Saved entries:
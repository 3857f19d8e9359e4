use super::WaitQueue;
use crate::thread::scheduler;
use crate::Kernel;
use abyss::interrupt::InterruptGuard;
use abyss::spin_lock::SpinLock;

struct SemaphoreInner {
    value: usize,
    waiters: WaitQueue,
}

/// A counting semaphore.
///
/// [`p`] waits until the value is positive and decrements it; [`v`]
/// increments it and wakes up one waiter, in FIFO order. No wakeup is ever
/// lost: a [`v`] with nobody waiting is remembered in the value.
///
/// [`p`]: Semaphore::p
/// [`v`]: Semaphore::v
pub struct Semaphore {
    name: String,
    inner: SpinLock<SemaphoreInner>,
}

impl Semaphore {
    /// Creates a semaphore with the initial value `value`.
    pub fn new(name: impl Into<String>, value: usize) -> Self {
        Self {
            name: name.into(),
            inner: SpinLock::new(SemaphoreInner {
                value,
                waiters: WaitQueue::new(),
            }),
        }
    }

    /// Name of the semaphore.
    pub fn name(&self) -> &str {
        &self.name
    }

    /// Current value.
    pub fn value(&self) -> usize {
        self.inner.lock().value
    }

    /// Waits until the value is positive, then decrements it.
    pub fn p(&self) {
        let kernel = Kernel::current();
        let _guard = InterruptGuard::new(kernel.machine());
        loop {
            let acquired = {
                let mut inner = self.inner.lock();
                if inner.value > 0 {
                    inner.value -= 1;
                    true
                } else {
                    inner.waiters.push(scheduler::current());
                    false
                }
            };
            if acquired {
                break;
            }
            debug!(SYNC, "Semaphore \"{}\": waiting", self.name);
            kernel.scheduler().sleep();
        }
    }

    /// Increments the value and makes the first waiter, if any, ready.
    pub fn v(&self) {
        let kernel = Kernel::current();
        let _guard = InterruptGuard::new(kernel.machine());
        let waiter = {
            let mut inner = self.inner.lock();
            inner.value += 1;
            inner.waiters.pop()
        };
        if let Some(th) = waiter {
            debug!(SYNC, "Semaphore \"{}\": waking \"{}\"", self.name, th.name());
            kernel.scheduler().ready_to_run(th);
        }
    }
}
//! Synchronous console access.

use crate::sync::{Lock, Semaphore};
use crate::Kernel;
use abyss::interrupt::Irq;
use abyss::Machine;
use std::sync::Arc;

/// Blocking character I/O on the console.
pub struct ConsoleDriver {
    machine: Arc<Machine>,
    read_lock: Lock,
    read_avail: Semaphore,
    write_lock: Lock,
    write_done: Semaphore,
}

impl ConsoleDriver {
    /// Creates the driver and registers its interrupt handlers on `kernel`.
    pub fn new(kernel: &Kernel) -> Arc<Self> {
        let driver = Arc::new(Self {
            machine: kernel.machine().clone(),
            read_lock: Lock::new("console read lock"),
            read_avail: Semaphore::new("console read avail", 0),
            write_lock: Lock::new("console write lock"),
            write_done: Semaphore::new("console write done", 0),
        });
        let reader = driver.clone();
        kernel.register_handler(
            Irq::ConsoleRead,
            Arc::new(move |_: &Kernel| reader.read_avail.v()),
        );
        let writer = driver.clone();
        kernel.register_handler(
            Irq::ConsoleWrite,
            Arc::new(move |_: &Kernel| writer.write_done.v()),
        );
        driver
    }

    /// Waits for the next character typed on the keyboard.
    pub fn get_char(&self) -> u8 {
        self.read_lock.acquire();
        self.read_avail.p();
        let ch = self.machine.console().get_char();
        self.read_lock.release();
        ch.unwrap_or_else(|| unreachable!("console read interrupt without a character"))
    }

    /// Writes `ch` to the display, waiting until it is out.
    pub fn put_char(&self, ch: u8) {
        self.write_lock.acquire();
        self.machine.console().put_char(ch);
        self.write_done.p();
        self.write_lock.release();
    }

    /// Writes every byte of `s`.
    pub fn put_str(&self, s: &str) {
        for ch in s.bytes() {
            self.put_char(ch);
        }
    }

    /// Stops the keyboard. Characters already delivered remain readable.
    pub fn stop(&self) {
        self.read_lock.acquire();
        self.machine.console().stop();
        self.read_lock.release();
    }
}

==

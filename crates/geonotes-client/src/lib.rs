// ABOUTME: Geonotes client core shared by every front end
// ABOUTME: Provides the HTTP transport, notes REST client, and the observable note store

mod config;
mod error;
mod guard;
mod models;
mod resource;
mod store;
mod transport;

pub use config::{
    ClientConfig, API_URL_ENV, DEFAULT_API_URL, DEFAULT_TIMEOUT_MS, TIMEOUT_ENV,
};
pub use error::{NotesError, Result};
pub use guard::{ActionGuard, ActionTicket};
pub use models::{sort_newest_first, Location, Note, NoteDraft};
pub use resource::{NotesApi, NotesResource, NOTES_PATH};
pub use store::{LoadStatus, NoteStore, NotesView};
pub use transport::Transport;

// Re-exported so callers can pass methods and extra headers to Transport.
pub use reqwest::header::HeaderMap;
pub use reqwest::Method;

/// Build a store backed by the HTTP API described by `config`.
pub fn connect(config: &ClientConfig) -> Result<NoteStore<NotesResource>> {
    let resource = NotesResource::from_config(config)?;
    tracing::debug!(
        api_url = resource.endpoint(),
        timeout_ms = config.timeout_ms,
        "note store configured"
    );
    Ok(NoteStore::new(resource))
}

--

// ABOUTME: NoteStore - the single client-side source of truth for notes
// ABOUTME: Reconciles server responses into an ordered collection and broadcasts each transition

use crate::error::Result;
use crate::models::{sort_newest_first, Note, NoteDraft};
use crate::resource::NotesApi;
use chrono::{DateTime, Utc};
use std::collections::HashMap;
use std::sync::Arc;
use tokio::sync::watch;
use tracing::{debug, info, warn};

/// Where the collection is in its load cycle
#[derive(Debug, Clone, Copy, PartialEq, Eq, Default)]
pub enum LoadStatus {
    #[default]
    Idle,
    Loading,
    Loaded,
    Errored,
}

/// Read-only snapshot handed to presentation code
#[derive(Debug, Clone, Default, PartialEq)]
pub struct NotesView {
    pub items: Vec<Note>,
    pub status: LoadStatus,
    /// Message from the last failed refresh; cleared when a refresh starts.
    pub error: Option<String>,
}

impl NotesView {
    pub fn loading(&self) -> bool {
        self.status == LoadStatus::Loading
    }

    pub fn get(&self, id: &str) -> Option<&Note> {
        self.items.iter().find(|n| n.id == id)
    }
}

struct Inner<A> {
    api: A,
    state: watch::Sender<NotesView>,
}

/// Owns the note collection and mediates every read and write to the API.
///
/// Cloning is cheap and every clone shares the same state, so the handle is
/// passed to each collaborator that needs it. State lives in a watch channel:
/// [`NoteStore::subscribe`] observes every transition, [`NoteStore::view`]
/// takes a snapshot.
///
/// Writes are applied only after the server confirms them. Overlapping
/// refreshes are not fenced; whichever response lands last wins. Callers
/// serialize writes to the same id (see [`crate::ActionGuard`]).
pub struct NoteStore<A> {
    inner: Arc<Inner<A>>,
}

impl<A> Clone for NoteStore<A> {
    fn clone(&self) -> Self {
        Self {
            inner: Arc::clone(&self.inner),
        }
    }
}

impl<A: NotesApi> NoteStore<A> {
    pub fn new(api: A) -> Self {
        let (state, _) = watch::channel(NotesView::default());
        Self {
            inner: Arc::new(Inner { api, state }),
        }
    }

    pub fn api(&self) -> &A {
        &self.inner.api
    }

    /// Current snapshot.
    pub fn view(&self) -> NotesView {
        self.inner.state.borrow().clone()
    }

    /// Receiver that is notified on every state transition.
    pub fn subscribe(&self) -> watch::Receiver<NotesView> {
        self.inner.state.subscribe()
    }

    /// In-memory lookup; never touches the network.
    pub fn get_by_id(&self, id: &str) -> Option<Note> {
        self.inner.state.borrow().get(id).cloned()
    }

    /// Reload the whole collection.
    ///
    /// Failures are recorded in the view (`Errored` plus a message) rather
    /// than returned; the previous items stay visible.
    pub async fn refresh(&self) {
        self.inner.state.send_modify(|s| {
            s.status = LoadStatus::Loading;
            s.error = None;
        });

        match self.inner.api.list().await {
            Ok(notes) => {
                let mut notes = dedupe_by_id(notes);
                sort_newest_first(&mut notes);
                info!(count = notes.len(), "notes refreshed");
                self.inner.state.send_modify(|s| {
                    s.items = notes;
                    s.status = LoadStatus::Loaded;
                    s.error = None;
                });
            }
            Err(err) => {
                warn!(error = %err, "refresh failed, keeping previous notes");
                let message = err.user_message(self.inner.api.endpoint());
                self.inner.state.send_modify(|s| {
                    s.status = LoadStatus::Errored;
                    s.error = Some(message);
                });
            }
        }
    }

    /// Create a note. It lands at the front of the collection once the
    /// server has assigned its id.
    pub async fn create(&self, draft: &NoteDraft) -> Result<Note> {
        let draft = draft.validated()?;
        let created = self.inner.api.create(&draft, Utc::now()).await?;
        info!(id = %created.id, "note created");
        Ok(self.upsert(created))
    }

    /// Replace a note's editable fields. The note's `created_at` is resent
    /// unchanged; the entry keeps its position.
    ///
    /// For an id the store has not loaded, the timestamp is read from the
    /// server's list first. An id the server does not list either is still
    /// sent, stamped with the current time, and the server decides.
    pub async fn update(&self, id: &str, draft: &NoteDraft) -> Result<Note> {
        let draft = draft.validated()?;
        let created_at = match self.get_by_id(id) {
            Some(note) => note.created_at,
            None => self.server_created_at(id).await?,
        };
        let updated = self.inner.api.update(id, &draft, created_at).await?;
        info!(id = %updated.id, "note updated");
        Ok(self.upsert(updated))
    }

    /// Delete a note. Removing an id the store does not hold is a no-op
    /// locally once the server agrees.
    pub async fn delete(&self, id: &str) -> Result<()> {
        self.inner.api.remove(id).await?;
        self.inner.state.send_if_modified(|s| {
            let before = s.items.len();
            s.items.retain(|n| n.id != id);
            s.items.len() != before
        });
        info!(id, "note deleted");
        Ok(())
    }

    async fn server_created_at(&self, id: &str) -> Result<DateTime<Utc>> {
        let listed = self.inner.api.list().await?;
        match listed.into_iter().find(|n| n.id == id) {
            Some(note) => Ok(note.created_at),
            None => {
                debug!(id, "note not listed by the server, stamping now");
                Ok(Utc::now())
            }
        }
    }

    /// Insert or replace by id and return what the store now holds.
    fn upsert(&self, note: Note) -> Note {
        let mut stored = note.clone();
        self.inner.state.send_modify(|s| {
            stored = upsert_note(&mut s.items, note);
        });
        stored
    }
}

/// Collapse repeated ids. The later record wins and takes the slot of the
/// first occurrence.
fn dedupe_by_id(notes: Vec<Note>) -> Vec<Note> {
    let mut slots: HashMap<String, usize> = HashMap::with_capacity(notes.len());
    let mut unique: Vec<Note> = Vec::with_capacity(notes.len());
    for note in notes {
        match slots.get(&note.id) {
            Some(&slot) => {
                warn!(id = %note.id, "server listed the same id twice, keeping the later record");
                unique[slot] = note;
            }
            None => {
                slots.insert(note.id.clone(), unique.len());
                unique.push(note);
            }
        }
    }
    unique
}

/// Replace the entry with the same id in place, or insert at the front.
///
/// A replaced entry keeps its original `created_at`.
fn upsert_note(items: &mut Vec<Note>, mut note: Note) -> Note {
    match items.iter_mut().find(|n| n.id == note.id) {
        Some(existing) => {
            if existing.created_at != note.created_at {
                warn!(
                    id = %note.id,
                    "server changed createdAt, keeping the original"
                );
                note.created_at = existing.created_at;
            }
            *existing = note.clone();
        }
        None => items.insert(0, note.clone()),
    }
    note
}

• [EXERCISE DETAILS]:
Copy whichever lines above contain the string "that".

• [EXERCISE RESPONSE]:
/// passed to each collaborator that needs it. State lives in a watch channel:
    /// Receiver that is notified on every state transition.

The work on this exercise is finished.